=== Excerpted records ===
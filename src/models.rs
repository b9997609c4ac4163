//! Core data models used throughout Total Recall.
//!
//! These types represent the messages, sessions, and search results that
//! flow through the loading and retrieval pipeline. The data lifecycle is:
//!
//! ```text
//! Source reader → IndexedMessage → loader (sort + hash) → index (embed)
//!                                                            ↓
//!                                                  search() → SearchResult
//! ```
//!
//! # Type Relationships
//!
//! - A **[`SessionInfo`]** is a lightweight session listing produced by a
//!   source reader before any message bodies are read.
//! - An **[`IndexedMessage`]** is the atomic indexed unit: one turn of a
//!   conversation, normalized from either store.
//! - A **[`SearchResult`]** pairs a matched message with its score and the
//!   surrounding context window; **[`SearchResponse`]** is the full tool
//!   response with pagination metadata.

use chrono::{DateTime, Utc};
use serde::{Deserialize, Serialize};

/// Which on-disk store a message came from.
#[derive(Debug, Clone, Copy, PartialEq, Eq, Hash, Serialize, Deserialize)]
#[serde(rename_all = "lowercase")]
pub enum Source {
    /// The CLI's relational conversation store.
    Cli,
    /// The IDE's per-session chat documents.
    Ide,
}

impl Source {
    /// Stable label used in session keys and log output.
    pub fn as_str(&self) -> &'static str {
        match self {
            Source::Cli => "cli",
            Source::Ide => "ide",
        }
    }
}

impl std::fmt::Display for Source {
    fn fmt(&self, f: &mut std::fmt::Formatter<'_>) -> std::fmt::Result {
        f.write_str(self.as_str())
    }
}

/// Conversational role of a message.
#[derive(Debug, Clone, Copy, PartialEq, Eq, Hash, Serialize, Deserialize)]
#[serde(rename_all = "lowercase")]
pub enum Role {
    User,
    Assistant,
    System,
    Tool,
}

impl Role {
    pub fn as_str(&self) -> &'static str {
        match self {
            Role::User => "user",
            Role::Assistant => "assistant",
            Role::System => "system",
            Role::Tool => "tool",
        }
    }

    /// Parse the loose role labels that appear in source documents.
    ///
    /// IDE documents use `human`/`ai` in older formats; unknown labels
    /// return `None` and the message is skipped.
    pub fn parse(label: &str) -> Option<Role> {
        match label {
            "user" | "human" => Some(Role::User),
            "assistant" | "ai" => Some(Role::Assistant),
            "system" => Some(Role::System),
            "tool" => Some(Role::Tool),
            _ => None,
        }
    }
}

impl std::fmt::Display for Role {
    fn fmt(&self, f: &mut std::fmt::Formatter<'_>) -> std::fmt::Result {
        f.write_str(self.as_str())
    }
}

/// A message normalized for indexing.
///
/// | Field | Description |
/// |-------|-------------|
/// | `uuid` | Stable identifier within the session; synthesised from `(session_id, ordinal)` when the source has none |
/// | `session_id` | Stable identifier within `(source, store-location)` |
/// | `workspace` | Absolute project path; may be empty for CLI sessions that lack one |
/// | `timestamp` | Always present; filled from the session's best-known time when the turn has none |
/// | `ordinal` | Position within the session; authoritative for context-window order |
/// | `content_hash` | SHA-256 hex of `content`; the embedding cache key |
#[derive(Debug, Clone)]
pub struct IndexedMessage {
    pub uuid: String,
    pub session_id: String,
    pub workspace: String,
    pub timestamp: DateTime<Utc>,
    pub role: Role,
    pub content: String,
    /// Zero-based position within the session.
    pub ordinal: usize,
    pub source: Source,
    /// SHA-256 hex digest of `content`. Filled in by the unified loader.
    pub content_hash: String,
}

impl IndexedMessage {
    /// Key identifying the enclosing session across both sources.
    pub fn session_key(&self) -> String {
        format!("{}:{}", self.source, self.session_id)
    }
}

/// Metadata about a conversation session, listed before messages are read.
#[derive(Debug, Clone)]
pub struct SessionInfo {
    pub session_id: String,
    pub workspace: String,
    pub message_count: usize,
    pub created: Option<DateTime<Utc>>,
    pub modified: Option<DateTime<Utc>>,
    pub source: Source,
}

impl SessionInfo {
    /// Best-known timestamp for ordering, falling back to the epoch.
    pub fn timestamp_fallback(&self) -> DateTime<Utc> {
        self.modified
            .or(self.created)
            .unwrap_or(DateTime::<Utc>::UNIX_EPOCH)
    }

    /// Key identifying this session across both sources.
    pub fn session_key(&self) -> String {
        format!("{}:{}", self.source, self.session_id)
    }
}

/// A message that matched a search query.
#[derive(Debug, Clone, Serialize)]
pub struct MatchedMessage {
    pub role: Role,
    pub content: String,
    pub timestamp: DateTime<Utc>,
    pub workspace: String,
    pub session_id: String,
    pub uuid: String,
    pub source: Source,
}

/// A message in the context window around a match.
#[derive(Debug, Clone, Serialize)]
pub struct ContextMessage {
    pub role: Role,
    pub content: String,
    pub timestamp: DateTime<Utc>,
    pub is_match: bool,
}

/// A search result with its surrounding context window.
#[derive(Debug, Clone, Serialize)]
pub struct SearchResult {
    pub matched_message: MatchedMessage,
    pub score: f32,
    pub context: Vec<ContextMessage>,
}

/// Response from the search tools.
#[derive(Debug, Clone, Serialize)]
pub struct SearchResponse {
    pub results: Vec<SearchResult>,
    pub query: String,
    /// Count after deduplication, before pagination.
    pub total_matches: usize,
    pub offset: usize,
    pub has_more: bool,
    /// Sessions excluded by the memory budget (oldest first).
    pub excluded_sessions: usize,
    pub hint: String,
}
===
What is required → The answer is to be the complete listing, transcribed exactly.

Answer area →
filename src/models.rs
repository b9997609c4ac4163
//! Core data models used throughout Total Recall.
//!
//! These types represent the messages, sessions, and search results that
//! flow through the loading and retrieval pipeline. The data lifecycle is:
//!
//! ```text
//! Source reader → IndexedMessage → loader (sort + hash) → index (embed)
//!                                                            ↓
//!                                                  search() → SearchResult
//! ```
//!
//! # Type Relationships
//!
//! - A **[`SessionInfo`]** is a lightweight session listing produced by a
//!   source reader before any message bodies are read.
//! - An **[`IndexedMessage`]** is the atomic indexed unit: one turn of a
//!   conversation, normalized from either store.
//! - A **[`SearchResult`]** pairs a matched message with its score and the
//!   surrounding context window; **[`SearchResponse`]** is the full tool
//!   response with pagination metadata.

use chrono::{DateTime, Utc};
use serde::{Deserialize, Serialize};

/// Which on-disk store a message came from.
#[derive(Debug, Clone, Copy, PartialEq, Eq, Hash, Serialize, Deserialize)]
#[serde(rename_all = "lowercase")]
pub enum Source {
    /// The CLI's relational conversation store.
    Cli,
    /// The IDE's per-session chat documents.
    Ide,
}

impl Source {
    /// Stable label used in session keys and log output.
    pub fn as_str(&self) -> &'static str {
        match self {
            Source::Cli => "cli",
            Source::Ide => "ide",
        }
    }
}

impl std::fmt::Display for Source {
    fn fmt(&self, f: &mut std::fmt::Formatter<'_>) -> std::fmt::Result {
        f.write_str(self.as_str())
    }
}

/// Conversational role of a message.
#[derive(Debug, Clone, Copy, PartialEq, Eq, Hash, Serialize, Deserialize)]
#[serde(rename_all = "lowercase")]
pub enum Role {
    User,
    Assistant,
    System,
    Tool,
}

impl Role {
    pub fn as_str(&self) -> &'static str {
        match self {
            Role::User => "user",
            Role::Assistant => "assistant",
            Role::System => "system",
            Role::Tool => "tool",
        }
    }

    /// Parse the loose role labels that appear in source documents.
    ///
    /// IDE documents use `human`/`ai` in older formats; unknown labels
    /// return `None` and the message is skipped.
    pub fn parse(label: &str) -> Option<Role> {
        match label {
            "user" | "human" => Some(Role::User),
            "assistant" | "ai" => Some(Role::Assistant),
            "system" => Some(Role::System),
            "tool" => Some(Role::Tool),
            _ => None,
        }
    }
}

impl std::fmt::Display for Role {
    fn fmt(&self, f: &mut std::fmt::Formatter<'_>) -> std::fmt::Result {
        f.write_str(self.as_str())
    }
}

/// A message normalized for indexing.
///
/// | Field | Description |
/// |-------|-------------|
/// | `uuid` | Stable identifier within the session; synthesised from `(session_id, ordinal)` when the source has none |
/// | `session_id` | Stable identifier within `(source, store-location)` |
/// | `workspace` | Absolute project path; may be empty for CLI sessions that lack one |
/// | `timestamp` | Always present; filled from the session's best-known time when the turn has none |
/// | `ordinal` | Position within the session; authoritative for context-window order |
/// | `content_hash` | SHA-256 hex of `content`; the embedding cache key |
#[derive(Debug, Clone)]
pub struct IndexedMessage {
    pub uuid: String,
    pub session_id: String,
    pub workspace: String,
    pub timestamp: DateTime<Utc>,
    pub role: Role,
    pub content: String,
    /// Zero-based position within the session.
    pub ordinal: usize,
    pub source: Source,
    /// SHA-256 hex digest of `content`. Filled in by the unified loader.
    pub content_hash: String,
}

impl IndexedMessage {
    /// Key identifying the enclosing session across both sources.
    pub fn session_key(&self) -> String {
        format!("{}:{}", self.source, self.session_id)
    }
}

/// Metadata about a conversation session, listed before messages are read.
#[derive(Debug, Clone)]
pub struct SessionInfo {
    pub session_id: String,
    pub workspace: String,
    pub message_count: usize,
    pub created: Option<DateTime<Utc>>,
    pub modified: Option<DateTime<Utc>>,
    pub source: Source,
}

impl SessionInfo {
    /// Best-known timestamp for ordering, falling back to the epoch.
    pub fn timestamp_fallback(&self) -> DateTime<Utc> {
        self.modified
            .or(self.created)
            .unwrap_or(DateTime::<Utc>::UNIX_EPOCH)
    }

    /// Key identifying this session across both sources.
    pub fn session_key(&self) -> String {
        format!("{}:{}", self.source, self.session_id)
    }
}

/// A message that matched a search query.
#[derive(Debug, Clone, Serialize)]
pub struct MatchedMessage {
    pub role: Role,
    pub content: String,
    pub timestamp: DateTime<Utc>,
    pub workspace: String,
    pub session_id: String,
    pub uuid: String,
    pub source: Source,
}

/// A message in the context window around a match.
#[derive(Debug, Clone, Serialize)]
pub struct ContextMessage {
    pub role: Role,
    pub content: String,
    pub timestamp: DateTime<Utc>,
    pub is_match: bool,
}

/// A search result with its surrounding context window.
#[derive(Debug, Clone, Serialize)]
pub struct SearchResult {
    pub matched_message: MatchedMessage,
    pub score: f32,
    pub context: Vec<ContextMessage>,
}

/// Response from the search tools.
#[derive(Debug, Clone, Serialize)]
pub struct SearchResponse {
    pub results: Vec<SearchResult>,
    pub query: String,
    /// Count after deduplication, before pagination.
    pub total_matches: usize,
    pub offset: usize,
    pub has_more: bool,
    /// Sessions excluded by the memory budget (oldest first).
    pub excluded_sessions: usize,
    pub hint: String,
}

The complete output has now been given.